State employees who collectively bargain will also not have the power to negotiate over health insurance; that remains the purview of the Public Employees Benefits Program (PEBP). The state is not required to abide by union contracts on PERS retirement contributions or things such as mandatory staffing ratios.
Passage of the bill was a major win for organized labor in Nevada — lawmakers had regularly filed bills to extend collective bargaining rights to state workers since the 1970s, but had regularly been defeated outside of two bills approved by the Legislature but vetoed by the governor in 1991 and 2009.

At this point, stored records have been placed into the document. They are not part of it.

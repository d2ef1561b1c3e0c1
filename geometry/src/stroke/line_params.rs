/*
 * This Source Code Form is subject to the terms of the Mozilla Public
 * License, v. 2.0. If a copy of the MPL was not distributed with this
 * file, You can obtain one at https://mozilla.org/MPL/2.0/.
 */

use super::line_style::*;
use crate::dash::*;
use crate::error::*;

///
/// Works out the value that the join code compares against to decide if a miter is short enough
///
/// A miter is allowed when the angle `phi` between two segments has `1/sin(phi/2) <= limit`. The check value is
/// `tan(phi)` at that boundary, so that it can be compared directly against the segment directions.
///
fn miter_check(limit: f64) -> f64 {
    let limit_squared = limit * limit;

    if limit_squared > 1.9999 && limit_squared < 2.0001 {
        // The boundary angle is 90 degrees
        1.0e6
    } else {
        (limit_squared - 1.0).sqrt() * 2.0 / (limit_squared - 2.0)
    }
}

///
/// The line settings used when stroking a path
///
/// Widths and lengths are in user space.
///
#[derive(Clone, PartialEq, Debug)]
#[cfg_attr(feature = "serialize", derive(Serialize, Deserialize))]
pub struct LineParams {
    half_width:     f64,
    cap:            LineCap,
    join:           LineJoin,
    curve_join:     Option<LineJoin>,
    miter_limit:    f64,
    miter_check:    f64,
    dot_length:     f64,
    dash:           Option<DashPattern>,
}

impl Default for LineParams {
    fn default() -> LineParams {
        LineParams {
            half_width:     0.5,
            cap:            LineCap::Butt,
            join:           LineJoin::Miter,
            curve_join:     None,
            miter_limit:    10.0,
            miter_check:    miter_check(10.0),
            dot_length:     0.0,
            dash:           None,
        }
    }
}

impl LineParams {
    /// The full width of the line
    #[inline]
    pub fn width(&self) -> f64 {
        self.half_width * 2.0
    }

    #[inline]
    pub fn half_width(&self) -> f64 {
        self.half_width
    }

    #[inline]
    pub fn cap(&self) -> LineCap {
        self.cap
    }

    #[inline]
    pub fn join(&self) -> LineJoin {
        self.join
    }

    ///
    /// The join used between the pieces of a curve once it has been flattened
    ///
    /// Unless one has been set explicitly, round and no joins are kept and everything else becomes a bevel.
    ///
    pub fn curve_join(&self) -> LineJoin {
        match (self.curve_join, self.join) {
            (Some(join), _)         => join,
            (None, LineJoin::Round) => LineJoin::Round,
            (None, LineJoin::None)  => LineJoin::None,
            (None, _)               => LineJoin::Bevel,
        }
    }

    #[inline]
    pub fn miter_limit(&self) -> f64 {
        self.miter_limit
    }

    ///
    /// `tan` of the smallest angle between two segments that still gets a miter join
    ///
    #[inline]
    pub fn miter_check(&self) -> f64 {
        self.miter_check
    }

    ///
    /// The length of the line drawn for a zero-length subpath when the caps would not show it otherwise
    ///
    #[inline]
    pub fn dot_length(&self) -> f64 {
        self.dot_length
    }

    #[inline]
    pub fn dash(&self) -> Option<&DashPattern> {
        self.dash.as_ref()
    }

    ///
    /// Sets the line width (a negative width has the same effect as a positive one)
    ///
    pub fn with_width(mut self, width: f64) -> LineParams {
        self.half_width = width.abs() / 2.0;
        self
    }

    pub fn with_cap(mut self, cap: LineCap) -> LineParams {
        self.cap = cap;
        self
    }

    pub fn with_join(mut self, join: LineJoin) -> LineParams {
        self.join = join;
        self
    }

    ///
    /// Sets the join used between the pieces of a flattened curve (`None` to work it out from the line join)
    ///
    pub fn with_curve_join(mut self, curve_join: Option<LineJoin>) -> LineParams {
        self.curve_join = curve_join;
        self
    }

    ///
    /// Sets the miter limit, failing with `InvalidArgument` if it is less than 1
    ///
    pub fn set_miter_limit(&mut self, limit: f64) -> Result<(), GeometryError> {
        if !(limit >= 1.0) || !limit.is_finite() {
            return Err(GeometryError::InvalidArgument);
        }

        self.miter_limit = limit;
        self.miter_check = miter_check(limit);

        Ok(())
    }

    pub fn with_miter_limit(mut self, limit: f64) -> Result<LineParams, GeometryError> {
        self.set_miter_limit(limit)?;
        Ok(self)
    }

    pub fn with_dot_length(mut self, dot_length: f64) -> LineParams {
        self.dot_length = dot_length.abs();
        self
    }

    pub fn with_dash(mut self, dash: Option<DashPattern>) -> LineParams {
        self.dash = dash;
        self
    }
}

But the tides changed Sisolak — boosted in his 2018 campaign by more than $3.7 million in spending from an AFSCME political action committee — who promised to extend collective bargaining rights to state workers on the campaign trail and after the election.
According to the federal Bureau of Labor Statistics, the percentage of Nevada workers represented by a union has slightly dipped over the last ten years (from 18.2 percent in 2008 to 15.7 percent in 2018), but still remains above the national average.